- Born: 28 November 1964 (age 61) Eskilstuna, Sweden
- Education: Chalmers University of Technology
- Known for: Extragalactic astrophysics
- Scientific career
- Institutions: Chalmers University of Technology

= Susanne Aalto =

Swedish astronomer (born 1964)

Susanne E. Aalto (born 28 November 1964) is a Swedish professor of radio astronomy geodesy at the Onsala Space Observatory in the department of Space, Earth and Environment at Chalmers University of Technology. She has been a professor of radio astronomy since 2013. Her research focuses on star formation, supermassive black holes and cold jets in galaxies. Aalto was awarded the Albert Wallin Prize by the Royal Society of Arts and Sciences in Gothenburg, Sweden. In 2023 Aalto was elected as a fellow of the Royal Swedish Academy of Engineering Sciences.

== Early life ==
Aalto was born on 28 November 1964 in Eskilstuna, Sweden. In 1994, aged 29, she became Sweden's first female doctor of radio astronomy with a dissertation on radiation from molecules as a way to study galaxies that form many stars simultaneously (starburst galaxies).

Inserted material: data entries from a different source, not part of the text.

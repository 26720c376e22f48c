//! `interlace` — progressive layout for JPEG output.
//!
//! Grammar: `interlace,1`. Applies only when the target format is the JPEG
//! family; on any other target the request is a silent no-op. Animated
//! sources disable the action entirely in the pre-pass.

use super::{Action, parse_toggle};
use crate::context::ProcessingContext;
use crate::engine::PixelFormat;
use crate::error::Result;

const ARITY_HINT: &str = "Interlace param error, e.g: interlace,1";
const DOMAIN_HINT: &str = "Interlace must be 0 or 1";

pub struct InterlaceAction;

impl InterlaceAction {
    pub fn options(params: &[String]) -> Result<bool> {
        parse_toggle(params, ARITY_HINT, DOMAIN_HINT)
    }
}

impl Action for InterlaceAction {
    fn name(&self) -> &'static str {
        "interlace"
    }

    fn validate(&self, params: &[String]) -> Result<()> {
        Self::options(params).map(|_| ())
    }

    fn before_process(&self, ctx: &mut ProcessingContext, _params: &[String], index: usize) {
        if ctx.info.format == PixelFormat::Gif {
            ctx.mask.disable(index);
        }
    }

    fn process(&self, ctx: &mut ProcessingContext, params: &[String]) -> Result<()> {
        let interlace = Self::options(params)?;
        let target = ctx
            .handle
            .encode_settings()
            .format
            .unwrap_or(ctx.info.format);
        if target == PixelFormat::Jpeg && interlace {
            ctx.handle.encode_settings_mut().progressive = true;
        }
        Ok(())
    }
}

Between 1994 and 1999, she completed her post doctoral studies at the Steward Observatory, University of Arizona and at Caltech in the United States. She researches the evolution and motion of galaxies using radio telescopes and radiation from molecular gas clouds.

In 1999, Aalto was awarded the Albert Wallin Prize by the Royal Society of Arts and Sciences in Gothenburg, Sweden.

In 2023 Aalto was elected as a fellow of the Royal Swedish Academy of Engineering Sciences.

In 2024, she became Deputy CEO and Deputy President of
the Chalmers University of Technology.